Try it - Search the material for the string "Some", then show every line where it turns up.

-=-=-

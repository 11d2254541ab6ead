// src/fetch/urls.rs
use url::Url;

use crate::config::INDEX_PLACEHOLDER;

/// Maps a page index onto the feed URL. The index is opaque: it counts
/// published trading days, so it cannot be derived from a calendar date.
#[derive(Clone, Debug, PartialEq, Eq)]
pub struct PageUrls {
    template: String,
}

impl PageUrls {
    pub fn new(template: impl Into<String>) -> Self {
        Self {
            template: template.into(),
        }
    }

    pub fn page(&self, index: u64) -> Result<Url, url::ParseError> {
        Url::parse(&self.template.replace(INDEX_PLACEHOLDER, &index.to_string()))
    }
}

-=-=-

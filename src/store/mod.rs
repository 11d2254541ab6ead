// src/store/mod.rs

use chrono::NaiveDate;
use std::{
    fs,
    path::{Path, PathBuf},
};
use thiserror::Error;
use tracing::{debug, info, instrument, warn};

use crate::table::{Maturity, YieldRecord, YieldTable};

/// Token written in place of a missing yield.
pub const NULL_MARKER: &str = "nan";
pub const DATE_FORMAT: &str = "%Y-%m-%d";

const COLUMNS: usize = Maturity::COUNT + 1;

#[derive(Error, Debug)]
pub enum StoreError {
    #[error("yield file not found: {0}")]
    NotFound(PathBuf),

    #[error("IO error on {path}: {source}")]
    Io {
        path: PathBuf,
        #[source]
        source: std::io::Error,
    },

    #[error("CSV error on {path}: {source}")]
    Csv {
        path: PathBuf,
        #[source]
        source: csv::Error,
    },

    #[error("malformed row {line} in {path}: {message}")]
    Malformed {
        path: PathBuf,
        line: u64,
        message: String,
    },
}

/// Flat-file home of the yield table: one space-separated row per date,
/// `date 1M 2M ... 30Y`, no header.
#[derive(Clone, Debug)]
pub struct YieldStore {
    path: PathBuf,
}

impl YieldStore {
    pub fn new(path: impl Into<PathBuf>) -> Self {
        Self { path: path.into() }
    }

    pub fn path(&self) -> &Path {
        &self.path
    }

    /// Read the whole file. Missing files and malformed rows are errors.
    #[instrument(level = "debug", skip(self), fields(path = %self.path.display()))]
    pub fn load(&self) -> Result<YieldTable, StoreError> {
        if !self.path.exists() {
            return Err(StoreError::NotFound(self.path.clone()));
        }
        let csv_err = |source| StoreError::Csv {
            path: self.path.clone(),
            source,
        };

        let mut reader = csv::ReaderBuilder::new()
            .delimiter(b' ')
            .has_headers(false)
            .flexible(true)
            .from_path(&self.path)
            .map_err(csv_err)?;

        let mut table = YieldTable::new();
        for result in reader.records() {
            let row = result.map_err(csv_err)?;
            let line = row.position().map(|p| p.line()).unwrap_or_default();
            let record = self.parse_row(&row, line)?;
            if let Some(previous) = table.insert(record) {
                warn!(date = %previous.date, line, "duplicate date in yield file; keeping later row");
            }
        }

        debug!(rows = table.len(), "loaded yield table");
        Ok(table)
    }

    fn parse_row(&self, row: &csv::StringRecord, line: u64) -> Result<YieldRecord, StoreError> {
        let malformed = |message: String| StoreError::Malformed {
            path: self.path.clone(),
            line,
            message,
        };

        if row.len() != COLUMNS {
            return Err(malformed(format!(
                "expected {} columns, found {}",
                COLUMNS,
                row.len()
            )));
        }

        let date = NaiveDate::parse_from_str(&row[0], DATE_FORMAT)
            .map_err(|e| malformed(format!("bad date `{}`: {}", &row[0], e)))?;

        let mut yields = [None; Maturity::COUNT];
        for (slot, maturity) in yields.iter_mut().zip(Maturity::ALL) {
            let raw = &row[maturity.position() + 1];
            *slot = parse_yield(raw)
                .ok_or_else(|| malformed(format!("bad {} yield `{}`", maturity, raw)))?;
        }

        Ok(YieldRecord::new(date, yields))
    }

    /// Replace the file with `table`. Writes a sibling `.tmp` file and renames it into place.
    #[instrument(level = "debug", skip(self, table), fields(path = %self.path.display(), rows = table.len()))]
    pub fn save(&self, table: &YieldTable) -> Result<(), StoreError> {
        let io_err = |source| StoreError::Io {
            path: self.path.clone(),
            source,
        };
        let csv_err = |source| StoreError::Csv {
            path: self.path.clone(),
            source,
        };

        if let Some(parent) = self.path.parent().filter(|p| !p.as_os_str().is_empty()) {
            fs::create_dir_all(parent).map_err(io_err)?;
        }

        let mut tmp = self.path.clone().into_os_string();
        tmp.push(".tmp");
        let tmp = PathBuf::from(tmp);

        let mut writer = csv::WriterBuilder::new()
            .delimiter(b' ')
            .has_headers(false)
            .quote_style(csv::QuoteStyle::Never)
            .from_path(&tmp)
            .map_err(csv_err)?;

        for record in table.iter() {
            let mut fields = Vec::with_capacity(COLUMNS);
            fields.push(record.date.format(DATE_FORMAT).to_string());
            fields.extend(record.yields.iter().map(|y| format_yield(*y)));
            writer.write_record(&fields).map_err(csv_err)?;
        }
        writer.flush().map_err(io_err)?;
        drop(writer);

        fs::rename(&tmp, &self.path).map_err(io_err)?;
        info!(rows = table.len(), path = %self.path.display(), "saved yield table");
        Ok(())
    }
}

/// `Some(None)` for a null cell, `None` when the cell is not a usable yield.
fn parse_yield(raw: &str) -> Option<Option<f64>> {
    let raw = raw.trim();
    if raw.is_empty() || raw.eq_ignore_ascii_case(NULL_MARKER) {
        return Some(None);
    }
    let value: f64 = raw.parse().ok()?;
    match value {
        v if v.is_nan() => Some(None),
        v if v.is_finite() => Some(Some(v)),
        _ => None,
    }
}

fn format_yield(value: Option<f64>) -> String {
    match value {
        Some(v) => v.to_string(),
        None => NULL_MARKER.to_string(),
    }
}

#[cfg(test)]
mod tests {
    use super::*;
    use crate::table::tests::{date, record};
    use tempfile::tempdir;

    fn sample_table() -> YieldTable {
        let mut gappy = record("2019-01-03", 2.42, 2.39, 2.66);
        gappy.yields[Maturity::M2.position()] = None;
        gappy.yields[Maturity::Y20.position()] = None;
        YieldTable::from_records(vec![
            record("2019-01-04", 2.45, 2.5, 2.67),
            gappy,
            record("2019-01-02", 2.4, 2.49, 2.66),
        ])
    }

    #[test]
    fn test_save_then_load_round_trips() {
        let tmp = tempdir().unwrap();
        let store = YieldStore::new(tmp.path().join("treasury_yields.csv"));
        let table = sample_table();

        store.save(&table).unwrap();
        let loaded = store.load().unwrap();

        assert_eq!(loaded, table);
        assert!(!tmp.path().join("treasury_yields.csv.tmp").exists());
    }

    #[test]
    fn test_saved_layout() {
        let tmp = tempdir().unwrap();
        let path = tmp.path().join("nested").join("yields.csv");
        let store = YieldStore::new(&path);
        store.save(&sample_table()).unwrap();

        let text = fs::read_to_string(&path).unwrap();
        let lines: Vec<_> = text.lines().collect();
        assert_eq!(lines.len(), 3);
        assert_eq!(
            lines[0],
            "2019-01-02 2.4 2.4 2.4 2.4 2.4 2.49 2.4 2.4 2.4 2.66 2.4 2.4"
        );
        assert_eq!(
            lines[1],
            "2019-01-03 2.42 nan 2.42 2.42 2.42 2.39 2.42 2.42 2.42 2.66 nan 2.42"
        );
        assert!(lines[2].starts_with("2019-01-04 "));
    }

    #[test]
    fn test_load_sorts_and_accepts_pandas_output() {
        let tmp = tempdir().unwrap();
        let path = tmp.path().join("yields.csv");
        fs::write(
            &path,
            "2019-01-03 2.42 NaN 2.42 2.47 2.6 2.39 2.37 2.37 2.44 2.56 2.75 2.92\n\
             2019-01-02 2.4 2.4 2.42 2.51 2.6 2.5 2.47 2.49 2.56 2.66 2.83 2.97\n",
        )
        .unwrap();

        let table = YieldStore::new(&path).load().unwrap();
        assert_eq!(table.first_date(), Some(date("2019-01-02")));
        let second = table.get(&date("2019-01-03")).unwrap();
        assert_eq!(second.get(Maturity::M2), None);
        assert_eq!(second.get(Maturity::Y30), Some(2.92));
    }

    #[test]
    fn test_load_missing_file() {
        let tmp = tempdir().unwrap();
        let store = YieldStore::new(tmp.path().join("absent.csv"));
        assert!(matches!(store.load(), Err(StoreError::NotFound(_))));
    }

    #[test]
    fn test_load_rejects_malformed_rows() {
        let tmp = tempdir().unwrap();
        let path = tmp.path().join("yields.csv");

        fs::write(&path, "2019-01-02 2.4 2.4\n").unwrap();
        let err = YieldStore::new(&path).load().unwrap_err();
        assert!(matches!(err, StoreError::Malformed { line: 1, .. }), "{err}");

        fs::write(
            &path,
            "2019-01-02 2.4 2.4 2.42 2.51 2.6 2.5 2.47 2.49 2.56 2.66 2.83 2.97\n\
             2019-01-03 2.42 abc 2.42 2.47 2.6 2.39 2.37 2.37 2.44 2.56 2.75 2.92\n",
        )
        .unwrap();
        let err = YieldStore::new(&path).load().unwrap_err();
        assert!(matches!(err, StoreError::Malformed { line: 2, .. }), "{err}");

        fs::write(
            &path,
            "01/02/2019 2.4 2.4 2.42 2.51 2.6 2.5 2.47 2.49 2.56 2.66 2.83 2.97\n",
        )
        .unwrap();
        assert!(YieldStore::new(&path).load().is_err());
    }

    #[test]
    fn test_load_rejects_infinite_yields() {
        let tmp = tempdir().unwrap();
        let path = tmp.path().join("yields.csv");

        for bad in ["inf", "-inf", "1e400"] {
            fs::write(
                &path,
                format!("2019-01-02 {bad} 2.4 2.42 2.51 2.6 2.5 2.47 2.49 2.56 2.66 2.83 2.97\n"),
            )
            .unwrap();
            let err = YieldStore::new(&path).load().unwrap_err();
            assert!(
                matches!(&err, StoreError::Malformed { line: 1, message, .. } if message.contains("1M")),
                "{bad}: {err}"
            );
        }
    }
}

-=-=-

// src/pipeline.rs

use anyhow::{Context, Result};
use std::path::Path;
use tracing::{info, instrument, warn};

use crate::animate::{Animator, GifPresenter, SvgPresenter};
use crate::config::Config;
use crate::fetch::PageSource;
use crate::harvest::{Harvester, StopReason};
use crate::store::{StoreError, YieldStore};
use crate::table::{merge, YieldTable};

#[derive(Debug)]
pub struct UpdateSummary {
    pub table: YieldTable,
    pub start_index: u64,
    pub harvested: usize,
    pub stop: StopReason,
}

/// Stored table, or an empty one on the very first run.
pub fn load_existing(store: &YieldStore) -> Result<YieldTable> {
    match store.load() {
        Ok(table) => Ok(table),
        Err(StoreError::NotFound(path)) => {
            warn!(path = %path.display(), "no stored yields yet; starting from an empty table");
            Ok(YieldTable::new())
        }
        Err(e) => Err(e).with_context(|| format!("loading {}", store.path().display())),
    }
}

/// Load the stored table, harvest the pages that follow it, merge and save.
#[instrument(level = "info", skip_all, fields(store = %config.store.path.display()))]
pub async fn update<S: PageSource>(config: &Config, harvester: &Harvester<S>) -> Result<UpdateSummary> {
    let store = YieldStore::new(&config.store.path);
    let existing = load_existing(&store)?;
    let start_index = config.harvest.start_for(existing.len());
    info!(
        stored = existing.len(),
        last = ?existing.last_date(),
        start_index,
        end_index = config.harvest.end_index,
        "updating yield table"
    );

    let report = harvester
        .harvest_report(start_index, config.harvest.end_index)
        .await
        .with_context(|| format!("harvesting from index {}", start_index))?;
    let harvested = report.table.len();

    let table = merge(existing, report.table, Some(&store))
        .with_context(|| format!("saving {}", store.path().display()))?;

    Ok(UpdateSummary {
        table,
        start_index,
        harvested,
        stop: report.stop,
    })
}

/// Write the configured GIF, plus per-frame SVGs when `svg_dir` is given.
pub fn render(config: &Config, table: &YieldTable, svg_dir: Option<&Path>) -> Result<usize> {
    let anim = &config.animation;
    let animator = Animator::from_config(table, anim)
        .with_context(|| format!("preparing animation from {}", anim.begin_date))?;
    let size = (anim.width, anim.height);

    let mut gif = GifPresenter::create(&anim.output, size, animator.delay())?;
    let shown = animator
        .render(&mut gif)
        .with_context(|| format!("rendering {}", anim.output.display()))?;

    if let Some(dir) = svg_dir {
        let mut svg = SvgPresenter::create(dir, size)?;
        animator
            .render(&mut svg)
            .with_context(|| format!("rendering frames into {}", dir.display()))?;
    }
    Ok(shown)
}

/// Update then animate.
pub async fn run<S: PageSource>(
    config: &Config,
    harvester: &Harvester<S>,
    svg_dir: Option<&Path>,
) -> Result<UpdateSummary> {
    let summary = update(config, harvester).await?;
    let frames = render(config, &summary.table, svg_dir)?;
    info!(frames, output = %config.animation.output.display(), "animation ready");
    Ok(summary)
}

-=-=-

Task response -
            if let Some(previous) = table.insert(record) {
        if let Some(parent) = self.path.parent().filter(|p| !p.as_os_str().is_empty()) {
/// `Some(None)` for a null cell, `None` when the cell is not a usable yield.
        return Some(None);
        v if v.is_nan() => Some(None),
        v if v.is_finite() => Some(Some(v)),
        Some(v) => v.to_string(),
        assert_eq!(table.first_date(), Some(date("2019-01-02")));
        assert_eq!(second.get(Maturity::Y30), Some(2.92));
    let table = merge(existing, report.table, Some(&store))
    if let Some(dir) = svg_dir {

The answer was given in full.